- **EXERCISE PROMPT**
Your answer must consist of every line from the data below that includes the word "request".

- **GIVEN RECORDS**
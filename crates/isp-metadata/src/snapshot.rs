//! Metadata snapshots and the two-slot history

use std::collections::BTreeMap;
use std::sync::Arc;

use tracing::debug;

use crate::error::MetadataError;
use crate::tags::Tag;
use crate::value::{MetadataEntry, MetadataValue};

/// One deep-copied set of per-request control metadata, keyed by tag code.
///
/// A snapshot is built on the submission path and never mutated once it has
/// been published into a [`SnapshotHistory`].
#[derive(Debug, Clone, Default, PartialEq, Eq)]
pub struct MetadataSnapshot {
    entries: BTreeMap<u32, MetadataEntry>,
}

impl MetadataSnapshot {
    pub fn new() -> Self {
        Self::default()
    }

    /// Insert or replace an entry, validating the value against the tag's
    /// declared wire type.
    pub fn update(&mut self, tag: Tag, value: MetadataValue) -> Result<(), MetadataError> {
        if value.entry_type() != tag.entry_type() {
            return Err(MetadataError::TypeMismatch {
                tag,
                expected: tag.entry_type(),
                actual: value.entry_type(),
            });
        }
        self.entries.insert(tag.code(), MetadataEntry::new(tag, value));
        Ok(())
    }

    /// Look up an entry by tag.
    pub fn get(&self, tag: Tag) -> Option<&MetadataEntry> {
        self.entries.get(&tag.code())
    }

    pub fn contains(&self, tag: Tag) -> bool {
        self.entries.contains_key(&tag.code())
    }

    /// Entries in ascending tag order.
    pub fn iter(&self) -> impl Iterator<Item = &MetadataEntry> {
        self.entries.values()
    }

    pub fn len(&self) -> usize {
        self.entries.len()
    }

    pub fn is_empty(&self) -> bool {
        self.entries.is_empty()
    }
}

/// Two-slot current/previous snapshot ring.
///
/// Publishing demotes the current snapshot to the previous slot by move, so
/// at most two snapshots are alive per camera and neither is ever observed
/// half-updated.
#[derive(Debug, Default)]
pub struct SnapshotHistory {
    current: Option<Arc<MetadataSnapshot>>,
    previous: Option<Arc<MetadataSnapshot>>,
}

impl SnapshotHistory {
    pub fn new() -> Self {
        Self::default()
    }

    /// Publish a new snapshot, retiring the current one to the previous slot.
    pub fn publish(&mut self, snapshot: Arc<MetadataSnapshot>) {
        self.previous = self.current.take();
        self.current = Some(snapshot);
        debug!(
            entries = self.current.as_ref().map(|s| s.len()).unwrap_or(0),
            has_previous = self.previous.is_some(),
            "published metadata snapshot"
        );
    }

    pub fn current(&self) -> Option<&Arc<MetadataSnapshot>> {
        self.current.as_ref()
    }

    pub fn previous(&self) -> Option<&Arc<MetadataSnapshot>> {
        self.previous.as_ref()
    }

    /// Drop both slots. Used on stream close and profile switch so the first
    /// request of the next stream sees no previous snapshot.
    pub fn reset(&mut self) {
        self.current = None;
        self.previous = None;
    }
}
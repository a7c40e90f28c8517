//! Metadata Tag Registry
//!
//! Tags follow the `section << 16 | index` numbering used by the framework
//! schema. Every tag carries a fixed entry type; snapshot updates are
//! validated against it.

use serde::{Deserialize, Serialize};

/// Section bases for tag numbering.
mod section {
    pub const COLOR_CORRECTION: u32 = 0x0 << 16;
    pub const CONTROL: u32 = 0x1 << 16;
    pub const DEMOSAIC: u32 = 0x2 << 16;
    pub const EDGE: u32 = 0x3 << 16;
    pub const FLASH: u32 = 0x4 << 16;
    pub const HOT_PIXEL: u32 = 0x5 << 16;
    pub const LENS: u32 = 0x6 << 16;
    pub const NOISE_REDUCTION: u32 = 0x7 << 16;
    pub const SCALER: u32 = 0x8 << 16;
    pub const SENSOR: u32 = 0x9 << 16;
    pub const SHADING: u32 = 0xA << 16;
    pub const STATISTICS: u32 = 0xB << 16;
    pub const TONEMAP: u32 = 0xC << 16;
    pub const BLACK_LEVEL: u32 = 0xD << 16;
}

/// Wire type of a metadata entry.
#[derive(Debug, Clone, Copy, PartialEq, Eq, Hash, Serialize, Deserialize)]
pub enum EntryType {
    /// Unsigned 8-bit values (modes, locks, triggers, states)
    Byte,
    /// Signed 32-bit values (regions, ranges, sensitivities)
    I32,
    /// Signed 64-bit values (timing fields, nanoseconds)
    I64,
    /// 32-bit floats (lens physical quantities, curves, gains)
    F32,
    /// Signed 32-bit rationals (color transform coefficients)
    Rational,
}

/// Control metadata tags translated by this driver.
#[derive(Debug, Clone, Copy, PartialEq, Eq, PartialOrd, Ord, Hash, Serialize, Deserialize)]
#[repr(u32)]
pub enum Tag {
    // Color correction
    ColorCorrectionMode = section::COLOR_CORRECTION,
    ColorCorrectionTransform = section::COLOR_CORRECTION | 0x0001,
    ColorCorrectionGains = section::COLOR_CORRECTION | 0x0002,
    ColorCorrectionAberrationMode = section::COLOR_CORRECTION | 0x0003,

    // Control (3A and scene orchestration)
    ControlMode = section::CONTROL,
    AeAntibandingMode = section::CONTROL | 0x0001,
    AeExposureCompensation = section::CONTROL | 0x0002,
    AeLock = section::CONTROL | 0x0003,
    AeMode = section::CONTROL | 0x0004,
    AeRegions = section::CONTROL | 0x0005,
    AeTargetFpsRange = section::CONTROL | 0x0006,
    AePrecaptureTrigger = section::CONTROL | 0x0007,
    AePrecaptureId = section::CONTROL | 0x0008,
    AfMode = section::CONTROL | 0x0009,
    AfRegions = section::CONTROL | 0x000A,
    AfTrigger = section::CONTROL | 0x000B,
    AfTriggerId = section::CONTROL | 0x000C,
    AwbLock = section::CONTROL | 0x000D,
    AwbMode = section::CONTROL | 0x000E,
    EffectMode = section::CONTROL | 0x000F,
    SceneMode = section::CONTROL | 0x0010,
    VideoStabilizationMode = section::CONTROL | 0x0011,
    AeState = section::CONTROL | 0x0012,
    AfState = section::CONTROL | 0x0013,
    AwbState = section::CONTROL | 0x0014,

    // Demosaic
    DemosaicMode = section::DEMOSAIC,

    // Edge enhancement
    EdgeMode = section::EDGE,
    EdgeStrength = section::EDGE | 0x0001,

    // Flash
    FlashMode = section::FLASH,
    FlashFiringPower = section::FLASH | 0x0001,
    FlashFiringTime = section::FLASH | 0x0002,
    FlashState = section::FLASH | 0x0003,

    // Hot pixel correction
    HotPixelMode = section::HOT_PIXEL,

    // Lens
    LensAperture = section::LENS,
    LensFilterDensity = section::LENS | 0x0001,
    LensFocalLength = section::LENS | 0x0002,
    LensFocusDistance = section::LENS | 0x0003,
    LensOpticalStabilizationMode = section::LENS | 0x0004,
    LensFocusRange = section::LENS | 0x0005,
    LensState = section::LENS | 0x0006,

    // Noise reduction
    NoiseReductionMode = section::NOISE_REDUCTION,
    NoiseReductionStrength = section::NOISE_REDUCTION | 0x0001,

    // Scaler
    ScalerCropRegion = section::SCALER,

    // Sensor
    SensorExposureTime = section::SENSOR,
    SensorFrameDuration = section::SENSOR | 0x0001,
    SensorSensitivity = section::SENSOR | 0x0002,
    SensorTestPatternData = section::SENSOR | 0x0003,
    SensorTestPatternMode = section::SENSOR | 0x0004,
    SensorTimestamp = section::SENSOR | 0x0005,
    SensorRollingShutterSkew = section::SENSOR | 0x0006,

    // Lens shading
    ShadingMode = section::SHADING,
    ShadingStrength = section::SHADING | 0x0001,

    // Statistics
    StatsFaceDetectMode = section::STATISTICS,
    StatsHistogramMode = section::STATISTICS | 0x0001,
    StatsSharpnessMapMode = section::STATISTICS | 0x0002,
    StatsHotPixelMapMode = section::STATISTICS | 0x0003,
    StatsLensShadingMapMode = section::STATISTICS | 0x0004,
    StatsSceneFlicker = section::STATISTICS | 0x0005,

    // Tonemap
    TonemapCurveBlue = section::TONEMAP,
    TonemapCurveGreen = section::TONEMAP | 0x0001,
    TonemapCurveRed = section::TONEMAP | 0x0002,
    TonemapMode = section::TONEMAP | 0x0003,

    // Black level
    BlackLevelLock = section::BLACK_LEVEL,
}

impl Tag {
    /// Numeric tag code as carried on the framework interface.
    pub fn code(self) -> u32 {
        self as u32
    }

    /// Look up a tag by its numeric code.
    pub fn from_code(code: u32) -> Option<Self> {
        use Tag::*;
        let tag = match code {
            c if c == ColorCorrectionMode.code() => ColorCorrectionMode,
            c if c == ColorCorrectionTransform.code() => ColorCorrectionTransform,
            c if c == ColorCorrectionGains.code() => ColorCorrectionGains,
            c if c == ColorCorrectionAberrationMode.code() => ColorCorrectionAberrationMode,
            c if c == ControlMode.code() => ControlMode,
            c if c == AeAntibandingMode.code() => AeAntibandingMode,
            c if c == AeExposureCompensation.code() => AeExposureCompensation,
            c if c == AeLock.code() => AeLock,
            c if c == AeMode.code() => AeMode,
            c if c == AeRegions.code() => AeRegions,
            c if c == AeTargetFpsRange.code() => AeTargetFpsRange,
            c if c == AePrecaptureTrigger.code() => AePrecaptureTrigger,
            c if c == AePrecaptureId.code() => AePrecaptureId,
            c if c == AfMode.code() => AfMode,
            c if c == AfRegions.code() => AfRegions,
            c if c == AfTrigger.code() => AfTrigger,
            c if c == AfTriggerId.code() => AfTriggerId,
            c if c == AwbLock.code() => AwbLock,
            c if c == AwbMode.code() => AwbMode,
            c if c == EffectMode.code() => EffectMode,
            c if c == SceneMode.code() => SceneMode,
            c if c == VideoStabilizationMode.code() => VideoStabilizationMode,
            c if c == AeState.code() => AeState,
            c if c == AfState.code() => AfState,
            c if c == AwbState.code() => AwbState,
            c if c == DemosaicMode.code() => DemosaicMode,
            c if c == EdgeMode.code() => EdgeMode,
            c if c == EdgeStrength.code() => EdgeStrength,
            c if c == FlashMode.code() => FlashMode,
            c if c == FlashFiringPower.code() => FlashFiringPower,
            c if c == FlashFiringTime.code() => FlashFiringTime,
            c if c == FlashState.code() => FlashState,
            c if c == HotPixelMode.code() => HotPixelMode,
            c if c == LensAperture.code() => LensAperture,
            c if c == LensFilterDensity.code() => LensFilterDensity,
            c if c == LensFocalLength.code() => LensFocalLength,
            c if c == LensFocusDistance.code() => LensFocusDistance,
            c if c == LensOpticalStabilizationMode.code() => LensOpticalStabilizationMode,
            c if c == LensFocusRange.code() => LensFocusRange,
            c if c == LensState.code() => LensState,
            c if c == NoiseReductionMode.code() => NoiseReductionMode,
            c if c == NoiseReductionStrength.code() => NoiseReductionStrength,
            c if c == ScalerCropRegion.code() => ScalerCropRegion,
            c if c == SensorExposureTime.code() => SensorExposureTime,
            c if c == SensorFrameDuration.code() => SensorFrameDuration,
            c if c == SensorSensitivity.code() => SensorSensitivity,
            c if c == SensorTestPatternData.code() => SensorTestPatternData,
            c if c == SensorTestPatternMode.code() => SensorTestPatternMode,
            c if c == SensorTimestamp.code() => SensorTimestamp,
            c if c == SensorRollingShutterSkew.code() => SensorRollingShutterSkew,
            c if c == ShadingMode.code() => ShadingMode,
            c if c == ShadingStrength.code() => ShadingStrength,
            c if c == StatsFaceDetectMode.code() => StatsFaceDetectMode,
            c if c == StatsHistogramMode.code() => StatsHistogramMode,
            c if c == StatsSharpnessMapMode.code() => StatsSharpnessMapMode,
            c if c == StatsHotPixelMapMode.code() => StatsHotPixelMapMode,
            c if c == StatsLensShadingMapMode.code() => StatsLensShadingMapMode,
            c if c == StatsSceneFlicker.code() => StatsSceneFlicker,
            c if c == TonemapCurveBlue.code() => TonemapCurveBlue,
            c if c == TonemapCurveGreen.code() => TonemapCurveGreen,
            c if c == TonemapCurveRed.code() => TonemapCurveRed,
            c if c == TonemapMode.code() => TonemapMode,
            c if c == BlackLevelLock.code() => BlackLevelLock,
            _ => return None,
        };
        Some(tag)
    }

    /// Expected entry type for this tag.
    pub fn entry_type(self) -> EntryType {
        use Tag::*;
        match self {
            ControlMode | AeAntibandingMode | AeLock | AeMode | AePrecaptureTrigger | AfMode
            | AfTrigger | AwbLock | AwbMode | EffectMode | SceneMode | VideoStabilizationMode
            | AeState | AfState | AwbState | ColorCorrectionMode
            | ColorCorrectionAberrationMode | DemosaicMode | EdgeMode | EdgeStrength
            | FlashMode | FlashFiringPower | FlashState | HotPixelMode
            | LensOpticalStabilizationMode | LensState | NoiseReductionMode
            | NoiseReductionStrength | ShadingMode | ShadingStrength | StatsFaceDetectMode
            | StatsHistogramMode | StatsSharpnessMapMode | StatsHotPixelMapMode
            | StatsLensShadingMapMode | StatsSceneFlicker | TonemapMode | BlackLevelLock
            | SensorTestPatternMode => EntryType::Byte,

            AeExposureCompensation | AeRegions | AeTargetFpsRange | AePrecaptureId
            | AfRegions | AfTriggerId | ScalerCropRegion | SensorSensitivity
            | SensorTestPatternData => EntryType::I32,

            SensorExposureTime | SensorFrameDuration | SensorTimestamp
            | SensorRollingShutterSkew | FlashFiringTime => EntryType::I64,

            LensAperture | LensFilterDensity | LensFocalLength | LensFocusDistance
            | LensFocusRange | ColorCorrectionGains | TonemapCurveBlue | TonemapCurveGreen
            | TonemapCurveRed => EntryType::F32,

            ColorCorrectionTransform => EntryType::Rational,
        }
    }
}
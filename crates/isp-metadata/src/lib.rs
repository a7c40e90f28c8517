//! Capture-Control Metadata Model
//!
//! This crate provides the tagged metadata schema exchanged with the camera
//! framework: typed per-tag entries, immutable snapshots, the two-slot
//! current/previous history used for delta detection, and the field-group
//! bitmask that drives delta-encoded firmware commands.

mod controls;
mod delta;
mod error;
mod snapshot;
mod tags;
mod value;

pub use controls::{
    AeMode, AeState, AfMode, AfState, AntibandingMode, AwbMode, AwbState, ColorCorrectionMode,
    ControlMode, DemosaicMode, EffectMode, FaceDetectMode, FlashMode, FlashState, LensState,
    ProcessingMode, SceneFlicker, SceneMode, TestPatternMode, TonemapMode, TriggerValue,
    VideoStabilizationMode,
};
pub use delta::{DeltaDetector, FieldGroup, FieldMask};
pub use error::MetadataError;
pub use snapshot::{MetadataSnapshot, SnapshotHistory};
pub use tags::{EntryType, Tag};
pub use value::{MetadataEntry, MetadataValue, Rational};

- **TASK ANSWER**
/// One deep-copied set of per-request control metadata, keyed by tag code.
    /// request of the next stream sees no previous snapshot.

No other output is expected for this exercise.